[Records contained in a dataset]
--- START ---
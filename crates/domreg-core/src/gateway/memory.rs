// # Memory Registrar
//
// In-memory implementation of RegistrarGateway.
//
// ## Purpose
//
// Behaves like a registrar account held in a HashMap: registrations create
// domain records, transfers create in-progress operations, updates mutate the
// stored detail. Every call is journaled so callers can assert exactly which
// requests were issued.
//
// ## When to Use
//
// - Tests of the reconciler and lifecycle handling
// - Local dry evaluation of lifecycle events (`DOMREG_GATEWAY_TYPE=memory`)
//
// Nothing survives a restart.

use std::collections::{BTreeMap, HashMap, HashSet};
use std::sync::Arc;

use async_trait::async_trait;
use tokio::sync::RwLock;

use crate::Error;
use crate::config::GatewayConfig;
use crate::model::{
    Availability, Contact, ContactDetail, DomainDetail, DomainSummary, Nameserver,
    OperationDetail, OperationFilter, OperationStatus, OperationSummary, RegisterDomainRequest,
    TRANSFER_IN_DOMAIN, TransferDomainRequest, Transferability,
};
use crate::traits::{GatewayFactory, RegistrarGateway};

const GATEWAY_NAME: &str = "memory";

/// A call the memory registrar received
#[derive(Debug, Clone, PartialEq, Eq)]
pub enum GatewayCall {
    ListDomains,
    ListOperations,
    GetDomainDetail(String),
    GetOperationDetail(String),
    CheckDomainAvailability(String),
    RegisterDomain(RegisterDomainRequest),
    CheckDomainTransferability(String),
    TransferDomain(TransferDomainRequest),
    UpdateDomainNameservers {
        domain_name: String,
        name_servers: Vec<String>,
    },
    UpdateDomainContact {
        domain_name: String,
        contact: Contact,
    },
    EnableDomainAutoRenew(String),
    DisableDomainAutoRenew(String),
}

impl GatewayCall {
    /// Method name on [`RegistrarGateway`]
    pub fn method(&self) -> &'static str {
        match self {
            GatewayCall::ListDomains => "list_domains",
            GatewayCall::ListOperations => "list_operations",
            GatewayCall::GetDomainDetail(_) => "get_domain_detail",
            GatewayCall::GetOperationDetail(_) => "get_operation_detail",
            GatewayCall::CheckDomainAvailability(_) => "check_domain_availability",
            GatewayCall::RegisterDomain(_) => "register_domain",
            GatewayCall::CheckDomainTransferability(_) => "check_domain_transferability",
            GatewayCall::TransferDomain(_) => "transfer_domain",
            GatewayCall::UpdateDomainNameservers { .. } => "update_domain_nameservers",
            GatewayCall::UpdateDomainContact { .. } => "update_domain_contact",
            GatewayCall::EnableDomainAutoRenew(_) => "enable_domain_auto_renew",
            GatewayCall::DisableDomainAutoRenew(_) => "disable_domain_auto_renew",
        }
    }

    /// Whether the call changes registrar state
    pub fn is_mutation(&self) -> bool {
        matches!(
            self,
            GatewayCall::RegisterDomain(_)
                | GatewayCall::TransferDomain(_)
                | GatewayCall::UpdateDomainNameservers { .. }
                | GatewayCall::UpdateDomainContact { .. }
                | GatewayCall::EnableDomainAutoRenew(_)
                | GatewayCall::DisableDomainAutoRenew(_)
        )
    }
}

#[derive(Debug, Default)]
struct RegistrarState {
    domains: BTreeMap<String, DomainDetail>,
    operations: Vec<OperationDetail>,
    availability: HashMap<String, Availability>,
    transferability: HashMap<String, Transferability>,
    failing_methods: HashSet<String>,
    calls: Vec<GatewayCall>,
    next_operation: u64,
}

impl RegistrarState {
    fn record(&mut self, call: GatewayCall) -> Result<(), Error> {
        let method = call.method();
        self.calls.push(call);
        if self.failing_methods.contains(method) {
            return Err(Error::gateway(
                GATEWAY_NAME,
                format!("{} failed (injected)", method),
            ));
        }
        Ok(())
    }

    fn push_operation(
        &mut self,
        domain_name: &str,
        operation_type: &str,
        status: OperationStatus,
    ) -> String {
        self.next_operation += 1;
        let operation_id = format!("op-{:04}", self.next_operation);
        self.operations.push(OperationDetail {
            operation_id: operation_id.clone(),
            status,
            operation_type: operation_type.to_string(),
            domain_name: Some(domain_name.to_string()),
            message: None,
            submitted_date: Some(chrono::Utc::now().timestamp() as f64),
            last_updated_date: None,
        });
        operation_id
    }

    fn domain_mut(&mut self, domain_name: &str) -> Result<&mut DomainDetail, Error> {
        self.domains.get_mut(domain_name).ok_or_else(|| {
            Error::gateway(
                GATEWAY_NAME,
                format!("Domain {} not found in account", domain_name),
            )
        })
    }
}

/// In-memory registrar implementation
///
/// Clones share the same account, so a test can hand one clone to the
/// reconciler and keep another for assertions.
///
/// # Example
///
/// ```rust,no_run
/// use domreg_core::gateway::MemoryRegistrar;
/// use domreg_core::model::{Availability, DomainDetail};
///
/// #[tokio::main]
/// async fn main() {
///     let registrar = MemoryRegistrar::new();
///     registrar.set_availability("taken.com", Availability::Unavailable).await;
///     registrar
///         .insert_domain(DomainDetail {
///             domain_name: "mine.com".to_string(),
///             ..Default::default()
///         })
///         .await;
///
///     assert!(registrar.mutation_calls().await.is_empty());
/// }
/// ```
#[derive(Debug, Clone, Default)]
pub struct MemoryRegistrar {
    inner: Arc<RwLock<RegistrarState>>,
}

impl MemoryRegistrar {
    /// Create an empty registrar account
    pub fn new() -> Self {
        Self::default()
    }

    /// Seed a registered domain
    pub async fn insert_domain(&self, detail: DomainDetail) {
        let mut guard = self.inner.write().await;
        guard.domains.insert(detail.domain_name.clone(), detail);
    }

    /// Seed an operation
    pub async fn insert_operation(&self, operation: OperationDetail) {
        let mut guard = self.inner.write().await;
        guard.operations.push(operation);
    }

    /// Answer availability checks for `domain_name` with `availability`
    pub async fn set_availability(&self, domain_name: &str, availability: Availability) {
        let mut guard = self.inner.write().await;
        guard
            .availability
            .insert(domain_name.to_string(), availability);
    }

    /// Answer transferability checks for `domain_name` with `transferability`
    pub async fn set_transferability(&self, domain_name: &str, transferability: Transferability) {
        let mut guard = self.inner.write().await;
        guard
            .transferability
            .insert(domain_name.to_string(), transferability);
    }

    /// Make every later call to `method` fail with a gateway error
    pub async fn fail_method(&self, method: &str) {
        let mut guard = self.inner.write().await;
        guard.failing_methods.insert(method.to_string());
    }

    /// Current detail of a domain, if registered
    pub async fn domain(&self, domain_name: &str) -> Option<DomainDetail> {
        let guard = self.inner.read().await;
        guard.domains.get(domain_name).cloned()
    }

    /// All operations, oldest first
    pub async fn operations(&self) -> Vec<OperationDetail> {
        let guard = self.inner.read().await;
        guard.operations.clone()
    }

    /// Every call received, in order
    pub async fn calls(&self) -> Vec<GatewayCall> {
        let guard = self.inner.read().await;
        guard.calls.clone()
    }

    /// Only the calls that change registrar state
    pub async fn mutation_calls(&self) -> Vec<GatewayCall> {
        let guard = self.inner.read().await;
        guard
            .calls
            .iter()
            .filter(|call| call.is_mutation())
            .cloned()
            .collect()
    }
}

#[async_trait]
impl RegistrarGateway for MemoryRegistrar {
    async fn list_domains(&self) -> Result<Vec<DomainSummary>, Error> {
        let mut guard = self.inner.write().await;
        guard.record(GatewayCall::ListDomains)?;
        Ok(guard
            .domains
            .values()
            .map(|detail| DomainSummary {
                auto_renew: detail.auto_renew,
                ..DomainSummary::new(detail.domain_name.clone())
            })
            .collect())
    }

    async fn list_operations(
        &self,
        filter: &OperationFilter,
    ) -> Result<Vec<OperationSummary>, Error> {
        let mut guard = self.inner.write().await;
        guard.record(GatewayCall::ListOperations)?;
        Ok(guard
            .operations
            .iter()
            .map(OperationSummary::from)
            .filter(|op| filter.matches(op))
            .collect())
    }

    async fn get_domain_detail(&self, domain_name: &str) -> Result<DomainDetail, Error> {
        let mut guard = self.inner.write().await;
        guard.record(GatewayCall::GetDomainDetail(domain_name.to_string()))?;
        guard.domain_mut(domain_name).map(|detail| detail.clone())
    }

    async fn get_operation_detail(&self, operation_id: &str) -> Result<OperationDetail, Error> {
        let mut guard = self.inner.write().await;
        guard.record(GatewayCall::GetOperationDetail(operation_id.to_string()))?;
        guard
            .operations
            .iter()
            .find(|op| op.operation_id == operation_id)
            .cloned()
            .ok_or_else(|| {
                Error::gateway(
                    GATEWAY_NAME,
                    format!("Operation {} not found", operation_id),
                )
            })
    }

    async fn check_domain_availability(&self, domain_name: &str) -> Result<Availability, Error> {
        let mut guard = self.inner.write().await;
        guard.record(GatewayCall::CheckDomainAvailability(domain_name.to_string()))?;
        if guard.domains.contains_key(domain_name) {
            return Ok(Availability::Unavailable);
        }
        Ok(guard
            .availability
            .get(domain_name)
            .copied()
            .unwrap_or(Availability::Available))
    }

    async fn register_domain(&self, request: &RegisterDomainRequest) -> Result<String, Error> {
        let mut guard = self.inner.write().await;
        guard.record(GatewayCall::RegisterDomain(request.clone()))?;

        if guard.domains.contains_key(&request.domain_name) {
            return Err(Error::gateway(
                GATEWAY_NAME,
                format!("Domain {} is already registered", request.domain_name),
            ));
        }

        guard.domains.insert(
            request.domain_name.clone(),
            DomainDetail {
                domain_name: request.domain_name.clone(),
                nameservers: Vec::new(),
                auto_renew: Some(request.auto_renew),
                admin_contact: Some(request.admin_contact.clone()),
                registrant_contact: Some(request.registrant_contact.clone()),
                tech_contact: Some(request.tech_contact.clone()),
                status_list: Vec::new(),
            },
        );

        Ok(guard.push_operation(
            &request.domain_name,
            "REGISTER_DOMAIN",
            OperationStatus::Successful,
        ))
    }

    async fn check_domain_transferability(
        &self,
        domain_name: &str,
        _auth_code: &str,
    ) -> Result<Transferability, Error> {
        let mut guard = self.inner.write().await;
        guard.record(GatewayCall::CheckDomainTransferability(
            domain_name.to_string(),
        ))?;
        if guard.domains.contains_key(domain_name) {
            return Ok(Transferability::DomainInOwnAccount);
        }
        Ok(guard
            .transferability
            .get(domain_name)
            .copied()
            .unwrap_or(Transferability::DontKnow))
    }

    async fn transfer_domain(&self, request: &TransferDomainRequest) -> Result<String, Error> {
        let mut guard = self.inner.write().await;
        guard.record(GatewayCall::TransferDomain(request.clone()))?;
        // The domain appears in the account only once the transfer completes
        Ok(guard.push_operation(
            &request.domain_name,
            TRANSFER_IN_DOMAIN,
            OperationStatus::InProgress,
        ))
    }

    async fn update_domain_nameservers(
        &self,
        domain_name: &str,
        name_servers: &[String],
    ) -> Result<String, Error> {
        let mut guard = self.inner.write().await;
        guard.record(GatewayCall::UpdateDomainNameservers {
            domain_name: domain_name.to_string(),
            name_servers: name_servers.to_vec(),
        })?;
        guard.domain_mut(domain_name)?.nameservers =
            name_servers.iter().map(|ns| Nameserver::new(ns.clone())).collect();
        Ok(guard.push_operation(
            domain_name,
            "UPDATE_NAMESERVER",
            OperationStatus::Successful,
        ))
    }

    async fn update_domain_contact(
        &self,
        domain_name: &str,
        contact: &Contact,
    ) -> Result<String, Error> {
        let mut guard = self.inner.write().await;
        guard.record(GatewayCall::UpdateDomainContact {
            domain_name: domain_name.to_string(),
            contact: contact.clone(),
        })?;
        let observed = ContactDetail::from(contact);
        let detail = guard.domain_mut(domain_name)?;
        detail.admin_contact = Some(observed.clone());
        detail.registrant_contact = Some(observed.clone());
        detail.tech_contact = Some(observed);
        Ok(guard.push_operation(
            domain_name,
            "UPDATE_DOMAIN_CONTACT",
            OperationStatus::Successful,
        ))
    }

    async fn enable_domain_auto_renew(&self, domain_name: &str) -> Result<(), Error> {
        let mut guard = self.inner.write().await;
        guard.record(GatewayCall::EnableDomainAutoRenew(domain_name.to_string()))?;
        guard.domain_mut(domain_name)?.auto_renew = Some(true);
        Ok(())
    }

    async fn disable_domain_auto_renew(&self, domain_name: &str) -> Result<(), Error> {
        let mut guard = self.inner.write().await;
        guard.record(GatewayCall::DisableDomainAutoRenew(domain_name.to_string()))?;
        guard.domain_mut(domain_name)?.auto_renew = Some(false);
        Ok(())
    }

    fn gateway_name(&self) -> &'static str {
        GATEWAY_NAME
    }
}

/// Factory for creating memory registrars
pub struct MemoryRegistrarFactory;

impl GatewayFactory for MemoryRegistrarFactory {
    fn create(&self, config: &GatewayConfig) -> Result<Box<dyn RegistrarGateway>, Error> {
        match config {
            GatewayConfig::Memory => Ok(Box::new(MemoryRegistrar::new())),
            other => Err(Error::fatal(format!(
                "Invalid config for memory gateway: {}",
                other.type_name()
            ))),
        }
    }
}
--- END ---
> **Work instructions**: Only the lines above from the line containing "domain, if registered" through the line containing "operations, oldest first" should be retyped, exactly and with both ends included.

> **Answer to the problem**:
    /// Current detail of a domain, if registered
    pub async fn domain(&self, domain_name: &str) -> Option<DomainDetail> {
        let guard = self.inner.read().await;
        guard.domains.get(domain_name).cloned()
    }

    /// All operations, oldest first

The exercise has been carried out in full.